=== Supplied material ===
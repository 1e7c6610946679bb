// Messaging module - typed events, handler registry and frame routing
pub mod event;
pub mod handlers;
pub mod router;

pub use event::{
    ChatMessage, ConversationMessage, ConversationStatus, ConversationUnreadCount, Notification,
    ServerEvent,
};
pub use handlers::{HandlerRegistry, HandlerSlot};
pub use router::EventRouter;
pub(crate) use router::preview;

=== Work request ===
Your answer should consist of the lines from the line with "pub mod event;" through the last line of the data, set down exactly, both included.

=== Task output ===
pub mod event;
pub mod handlers;
pub mod router;

pub use event::{
    ChatMessage, ConversationMessage, ConversationStatus, ConversationUnreadCount, Notification,
    ServerEvent,
};
pub use handlers::{HandlerRegistry, HandlerSlot};
pub use router::EventRouter;
pub(crate) use router::preview;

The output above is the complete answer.